▶ EXERCISE PROMPT
Your answer must be the lines of the entries below, exactly as written, from the first line through the line containing "prompting; extraction quality".

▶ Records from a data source
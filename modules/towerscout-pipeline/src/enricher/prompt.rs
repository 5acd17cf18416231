use ai_client::truncate_to_char_boundary;

/// Article text beyond this is dropped before prompting; extraction quality
/// plateaus well below it and the cheaper models have tight token limits.
pub const MAX_CONTENT_LEN: usize = 25_000;

pub const SYSTEM_PROMPT: &str = r#"STRICT FILTERING RULE: You are looking ONLY for 'High-Rise Residential', 'Condo', 'Mixed-Use with Residential', or 'Luxury Hospitality' projects.
- DISCARD any project that is purely Commercial, Retail (e.g., Amazon Fresh, Target, standalone stores), Industrial, or Single Family Homes.
- If the text describes a retail store WITHOUT a residential tower component, return {"project_name": null}.
- If valid, extract the JSON below.

You are a Real Estate Intelligence Officer. Analyze the text and extract the following JSON. Be precise. If a field is not found, use null.

{
  "project_name": string,
  "developer": string,
  "architect": string,
  "lender": string,
  "sales_team": string,
  "key_people": [string],
  "stats": {
    "gdv": string,
    "floors": int,
    "units": int,
    "delivery_date": string
  },
  "unit_mix": [{"type": string, "count": int, "price": string}],
  "status_stage": string,
  "signal_type": string,
  "image_url": string,
  "address": string,
  "city": string,
  "article_date": string
}

Return ONLY valid JSON, no markdown code blocks."#;

pub fn build_prompt(content: &str) -> String {
    let content = truncate_to_char_boundary(content, MAX_CONTENT_LEN);
    format!("{SYSTEM_PROMPT}\n\n---\n\nTEXT TO ANALYZE:\n{content}")
}

#[cfg(test)]
mod tests {
    use super::*;

    #[test]
    fn prompt_embeds_content_after_instructions() {
        let prompt = build_prompt("A 40-story condo tower was announced.");
        assert!(prompt.starts_with("STRICT FILTERING RULE"));
        assert!(prompt.ends_with("A 40-story condo tower was announced."));
        assert!(prompt.contains("TEXT TO ANALYZE:"));
    }

    #[test]
    fn schema_requests_every_project_field() {
        for field in [
            "\"project_name\"",
            "\"key_people\"",
            "\"unit_mix\"",
            "\"address\"",
            "\"city\"",
            "\"article_date\"",
        ] {
            assert!(SYSTEM_PROMPT.contains(field), "schema is missing {field}");
        }
    }

    #[test]
    fn long_content_is_truncated() {
        let long = "x".repeat(40_000);
        let prompt = build_prompt(&long);
        assert!(prompt.len() < SYSTEM_PROMPT.len() + MAX_CONTENT_LEN + 100);
    }
}
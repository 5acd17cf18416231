use std::time::Duration;

use serde::{Deserialize, Serialize};
use tracing::debug;

use crate::error::ProviderError;

const GROQ_API_URL: &str = "https://api.groq.com/openai/v1/chat/completions";

/// Groq chat-completions provider. JSON response mode, temperature 0 —
/// extraction wants determinism, not prose.
pub struct GroqProvider {
    api_key: String,
    model: String,
    http: reqwest::Client,
}

#[derive(Debug, Serialize)]
struct ChatRequest<'a> {
    model: &'a str,
    messages: Vec<ChatMessage<'a>>,
    temperature: f32,
    response_format: ResponseFormat<'a>,
}

#[derive(Debug, Serialize)]
struct ChatMessage<'a> {
    role: &'a str,
    content: &'a str,
}

#[derive(Debug, Serialize)]
struct ResponseFormat<'a> {
    #[serde(rename = "type")]
    format_type: &'a str,
}

#[derive(Debug, Deserialize)]
struct ChatResponse {
    #[serde(default)]
    choices: Vec<Choice>,
}

#[derive(Debug, Deserialize)]
struct Choice {
    message: ResponseMessage,
}

#[derive(Debug, Deserialize)]
struct ResponseMessage {
    #[serde(default)]
    content: Option<String>,
}

impl GroqProvider {
    pub fn new(api_key: &str, model: &str) -> Self {
        Self {
            api_key: api_key.to_string(),
            model: model.to_string(),
            http: reqwest::Client::builder()
                .timeout(Duration::from_secs(60))
                .build()
                .expect("Failed to build HTTP client"),
        }
    }

    pub fn model(&self) -> &str {
        &self.model
    }

    pub async fn generate(&self, prompt: &str) -> Result<String, ProviderError> {
        debug!(model = %self.model, "Groq chat request");

        let request = ChatRequest {
            model: &self.model,
            messages: vec![ChatMessage {
                role: "user",
                content: prompt,
            }],
            temperature: 0.0,
            response_format: ResponseFormat {
                format_type: "json_object",
            },
        };

        let resp = self
            .http
            .post(GROQ_API_URL)
            .header("Authorization", format!("Bearer {}", self.api_key))
            .header("Content-Type", "application/json")
            .json(&request)
            .send()
            .await?;

        let status = resp.status();
        if !status.is_success() {
            let message = resp.text().await.unwrap_or_default();
            return Err(ProviderError::from_status(status.as_u16(), message));
        }

        let data: ChatResponse = resp.json().await?;
        data.choices
            .into_iter()
            .next()
            .and_then(|c| c.message.content)
            .filter(|s| !s.trim().is_empty())
            .ok_or(ProviderError::Empty)
    }
}
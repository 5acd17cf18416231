/// An archive page candidate and how to read it.
#[derive(Debug, Clone, PartialEq)]
pub enum ArchiveTarget {
    /// An HTML listing page to scan for article links.
    Html(String),
    /// A sitemap (or sitemap index) to pull `<loc>` entries from.
    Sitemap(String),
}

impl ArchiveTarget {
    pub fn url(&self) -> &str {
        match self {
            ArchiveTarget::Html(url) | ArchiveTarget::Sitemap(url) => url,
        }
    }
}

/// Candidate archive pages for a source root, in fetch order: WordPress-style
/// `/page/N/` paths, `?page=N` query pagination, then the common sitemap
/// locations. Sites that support none of these simply 404 the misses.
pub fn archive_targets(base_url: &str, max_pages: usize) -> Vec<ArchiveTarget> {
    let mut targets = Vec::with_capacity(max_pages * 2 + 3);

    for i in 1..=max_pages {
        targets.push(ArchiveTarget::Html(format!("{base_url}/page/{i}/")));
    }
    for i in 1..=max_pages {
        targets.push(ArchiveTarget::Html(format!("{base_url}/?page={i}")));
    }

    targets.push(ArchiveTarget::Sitemap(format!("{base_url}/sitemap.xml")));
    targets.push(ArchiveTarget::Sitemap(format!(
        "{base_url}/sitemap_index.xml"
    )));
    targets.push(ArchiveTarget::Sitemap(format!(
        "{base_url}/post-sitemap.xml"
    )));

    targets
}
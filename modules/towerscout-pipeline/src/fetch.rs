use std::time::Duration;

use anyhow::Result;
use async_trait::async_trait;
use tracing::debug;

/// Browser UA; some news sites block the default reqwest agent.
const USER_AGENT: &str = "Mozilla/5.0 (Macintosh; Intel Mac OS X 10_15_7) AppleWebKit/537.36 (KHTML, like Gecko) Chrome/120.0.0.0 Safari/537.36";

const FETCH_TIMEOUT: Duration = Duration::from_secs(15);

/// Fetches page bodies. `Ok(None)` means the page does not exist (404) and
/// the crawler should move on silently; `Err` covers network and server
/// failures worth logging.
#[async_trait]
pub trait PageFetcher: Send + Sync {
    async fn fetch(&self, url: &str) -> Result<Option<String>>;
}

pub struct HttpFetcher {
    client: reqwest::Client,
}

impl HttpFetcher {
    pub fn new() -> Self {
        let client = reqwest::Client::builder()
            .user_agent(USER_AGENT)
            .timeout(FETCH_TIMEOUT)
            .build()
            .expect("Failed to build HTTP client");
        Self { client }
    }
}

impl Default for HttpFetcher {
    fn default() -> Self {
        Self::new()
    }
}

#[async_trait]
impl PageFetcher for HttpFetcher {
    async fn fetch(&self, url: &str) -> Result<Option<String>> {
        debug!(%url, "fetch");
        let resp = self.client.get(url).send().await?;
        let status = resp.status();
        if status.as_u16() == 404 {
            return Ok(None);
        }
        if !status.is_success() {
            anyhow::bail!("GET {url} returned {status}");
        }
        Ok(Some(resp.text().await?))
    }
}
use std::time::Duration;

use serde::{Deserialize, Serialize};
use tracing::debug;

use crate::error::ProviderError;

const GEMINI_API_URL: &str = "https://generativelanguage.googleapis.com/v1beta/models";

/// Gemini generateContent provider.
pub struct GeminiProvider {
    api_key: String,
    model: String,
    http: reqwest::Client,
}

#[derive(Debug, Serialize)]
struct GenerateRequest<'a> {
    contents: Vec<Content<'a>>,
}

#[derive(Debug, Serialize)]
struct Content<'a> {
    parts: Vec<Part<'a>>,
}

#[derive(Debug, Serialize)]
struct Part<'a> {
    text: &'a str,
}

#[derive(Debug, Deserialize)]
struct GenerateResponse {
    #[serde(default)]
    candidates: Vec<Candidate>,
}

#[derive(Debug, Deserialize)]
struct Candidate {
    #[serde(default)]
    content: Option<CandidateContent>,
}

#[derive(Debug, Deserialize)]
struct CandidateContent {
    #[serde(default)]
    parts: Vec<CandidatePart>,
}

#[derive(Debug, Deserialize)]
struct CandidatePart {
    #[serde(default)]
    text: Option<String>,
}

impl GeminiProvider {
    pub fn new(api_key: &str, model: &str) -> Self {
        Self {
            api_key: api_key.to_string(),
            model: model.to_string(),
            http: reqwest::Client::builder()
                .timeout(Duration::from_secs(60))
                .build()
                .expect("Failed to build HTTP client"),
        }
    }

    pub fn model(&self) -> &str {
        &self.model
    }

    pub async fn generate(&self, prompt: &str) -> Result<String, ProviderError> {
        debug!(model = %self.model, "Gemini generateContent request");

        let url = format!(
            "{GEMINI_API_URL}/{}:generateContent?key={}",
            self.model, self.api_key
        );

        let request = GenerateRequest {
            contents: vec![Content {
                parts: vec![Part { text: prompt }],
            }],
        };

        let resp = self
            .http
            .post(&url)
            .header("Content-Type", "application/json")
            .json(&request)
            .send()
            .await?;

        let status = resp.status();
        if !status.is_success() {
            let message = resp.text().await.unwrap_or_default();
            return Err(ProviderError::from_status(status.as_u16(), message));
        }

        let data: GenerateResponse = resp.json().await?;
        let text: String = data
            .candidates
            .into_iter()
            .next()
            .and_then(|c| c.content)
            .map(|c| {
                c.parts
                    .into_iter()
                    .filter_map(|p| p.text)
                    .collect::<Vec<_>>()
                    .join("")
            })
            .unwrap_or_default();

        if text.trim().is_empty() {
            return Err(ProviderError::Empty);
        }
        Ok(text)
    }
}
// --- auditing ---

#[tokio::test]
async fn audit_requeues_stale_sources_up_to_the_limit() {
    const HOUR_MS: i64 = 3_600_000;
    let now = now_ms();

    let mut sources = vec![Source {
        id: Uuid::new_v4(),
        url: "https://healthy.com".into(),
        last_crawled: Some(now - HOUR_MS),
    }];
    for i in 0..12 {
        sources.push(Source {
            id: Uuid::new_v4(),
            url: format!("https://stale-{i}.com"),
            last_crawled: Some(now - 72 * HOUR_MS),
        });
    }
    let store = MemoryStore::with_sources(sources);

    let report = StalenessAuditor::new(&store).audit().await.unwrap();
    assert_eq!(report.healthy, 1);
    assert_eq!(report.stale, 12);
    assert_eq!(report.requeued, 10);

    let reset = store
        .sources()
        .iter()
        .filter(|s| s.last_crawled.is_none())
        .count();
    assert_eq!(reset, 10);
}

#[tokio::test]
async fn recent_signal_keeps_a_skipped_source_healthy() {
    const HOUR_MS: i64 = 3_600_000;
    let now = now_ms();
    let source_id = Uuid::new_v4();

    let store = MemoryStore::with_sources(vec![Source {
        id: source_id,
        url: "https://busy.com".into(),
        last_crawled: Some(now - 100 * HOUR_MS),
    }]);
    let mut signal = RawSignal::harvested(
        Some(source_id),
        "https://busy.com/2025/06/story",
        "fresh find".into(),
        "busy.com",
    );
    signal.created_at = now - HOUR_MS;
    store.push_signal(signal);

    let report = StalenessAuditor::new(&store).audit().await.unwrap();
    assert_eq!(report.healthy, 1);
    assert_eq!(report.stale, 0);
    assert_eq!(report.requeued, 0);
    assert!(store.sources()[0].last_crawled.is_some());
}

// --- cleanup ---

#[tokio::test]
async fn cleanup_deletes_only_non_root_sources() {
    let store = MemoryStore::new();
    store.add_source("https://floridayimby.com").await.unwrap();
    store
        .add_source("https://example.com/2025/06/story")
        .await
        .unwrap();
    store.add_source("https://example.com/?page=2").await.unwrap();

    let stats = prune_non_root_sources(&store).await.unwrap();
    assert_eq!(stats.kept, 1);
    assert_eq!(stats.deleted, 2);

    let sources = store.sources();
    assert_eq!(sources.len(), 1);
    assert_eq!(sources[0].url, "https://floridayimby.com");
}

// keep the pauses honest: default pacing should not be instant
#[test]
fn default_pacing_matches_production_values() {
    let pacing = Pacing::default();
    assert_eq!(pacing.request, Duration::from_secs(5));
    assert_eq!(pacing.rate_limit_cooldown, Duration::from_secs(30));
    assert_eq!(pacing.idle, Duration::from_secs(30));
}
use thiserror::Error;

pub type Result<T> = std::result::Result<T, InstantError>;

#[derive(Debug, Error)]
pub enum InstantError {
    #[error("Network error: {0}")]
    Network(String),

    #[error("API error (status {status}): {message}")]
    Api { status: u16, message: String },
}

impl From<reqwest::Error> for InstantError {
    fn from(err: reqwest::Error) -> Self {
        InstantError::Network(err.to_string())
    }
}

▶ RESPONSE BELOW
filename modules/towerscout-pipeline/src/enricher/prompt.rs
repository 5acd17cf18416231
use ai_client::truncate_to_char_boundary;

/// Article text beyond this is dropped before prompting; extraction quality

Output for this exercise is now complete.